Claver Diallo Ph.D., P.Eng., is Professor in the Department of Industrial Engineering at Dalhousie University in Halifax, Nova Scotia. He has taught at Dalhousie University since October 2007. He holds a Ph.D. and a Master of Applied Science degree in Industrial Engineering, and a bachelor's degree in Mechanical Engineering from Laval University, Quebec, Canada. He is a member of the Institute of Industrial and Systems Engineering (IISE), the Canadian Operational Research Society (CORS) and Engineers Nova Scotia (ENS). He is a member of IFAC TC 5.2. His current research is focused on reliability engineering & predictive maintenance, production and distribution systems design within the Industry 4.0/5.0 context which includes hyperconnected logistics networks, smart production planning and control, and sustainable supply chain management.

Uday Venkatadri

Uday Venkatadri, Ph.D., P.Eng., is Professor in the Department of Industrial Engineering at Dalhousie University in Halifax, Nova Scotia. He has taught at Dalhousie University since July 2001 and served as Department Head.
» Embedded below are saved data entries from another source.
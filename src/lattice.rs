// Lattice geometry: how a requested particle count maps onto texture
// dimensions, and which cells change when those dimensions do.

#[derive(Debug, Clone, Copy, PartialEq, Eq)]
pub struct LatticeSize {
    pub width: u32,
    pub height: u32,
}

// A rectangle of lattice cells, [x, x + width) x [y, y + height).
#[derive(Debug, Clone, Copy, PartialEq, Eq)]
pub struct Region {
    pub x: u32,
    pub y: u32,
    pub width: u32,
    pub height: u32,
}

impl Region {
    pub fn is_empty(&self) -> bool {
        self.width == 0 || self.height == 0
    }

    pub fn contains(&self, x: u32, y: u32) -> bool {
        x >= self.x && x < self.x + self.width && y >= self.y && y < self.y + self.height
    }
}

impl LatticeSize {
    pub fn new(width: u32, height: u32) -> Self {
        LatticeSize { width, height }
    }

    // width = floor(sqrt(n)), height = n / width. The realized count is
    // usually a little below the request and is never topped up.
    pub fn from_count(approx_particles: usize) -> Self {
        LatticeSize::from_count_limited(approx_particles, u32::MAX)
    }

    // Same rule, with each dimension capped at `max_dimension` (the device's
    // largest 2-D texture side).
    pub fn from_count_limited(approx_particles: usize, max_dimension: u32) -> Self {
        let approx_particles = approx_particles.max(1);
        let width = ((approx_particles as f64).sqrt() as usize).max(1);
        let height = approx_particles / width;
        let max_dimension = max_dimension.max(1) as usize;
        if width > max_dimension || height > max_dimension {
            log::warn!(
                "{} particles need a {}x{} lattice, clamping to {} per side",
                approx_particles,
                width,
                height,
                max_dimension
            );
        }
        LatticeSize {
            width: width.min(max_dimension) as u32,
            height: height.min(max_dimension) as u32,
        }
    }

    pub fn count(&self) -> usize {
        self.width as usize * self.height as usize
    }

    pub fn full_region(&self) -> Region {
        Region {
            x: 0,
            y: 0,
            width: self.width,
            height: self.height,
        }
    }

    // Cells whose state survives a move from `self` to `new`.
    pub fn overlap(&self, new: &LatticeSize) -> Region {
        Region {
            x: 0,
            y: 0,
            width: self.width.min(new.width),
            height: self.height.min(new.height),
        }
    }

    // Cells of `new` that have no counterpart in `self`: the added column band
    // (limited to the shared rows) followed by the added row band spanning the
    // full new width.
    pub fn added_regions(&self, new: &LatticeSize) -> Vec<Region> {
        let mut regions = vec![];
        if new.width > self.width {
            regions.push(Region {
                x: self.width,
                y: 0,
                width: new.width - self.width,
                height: self.height.min(new.height),
            });
        }
        if new.height > self.height {
            regions.push(Region {
                x: 0,
                y: self.height,
                width: new.width,
                height: new.height - self.height,
            });
        }
        regions.retain(|region| !region.is_empty());
        regions
    }
}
Before joining Dalhousie, he was a Lead Architect for supply chain planning products at Baan (now Infor Global Solutions Inc.). He also worked as a Research Associate at Université Laval in Québec City. He holds a Ph.D. in Industrial Engineering from Purdue University, a Master of Science degree in Industrial Engineering from Clemson University, and a bachelor's degree in mechanical engineering from IIT (BHU) Varanasi, India. His current research is focused on production and distribution systems design and operations within the Industry 5.0 and hyper-connected logistics context. He is interested in the Physical Internet, production planning, and forward and reverse supply chain management using contemporary AI, ML, and Decision Analytic tools.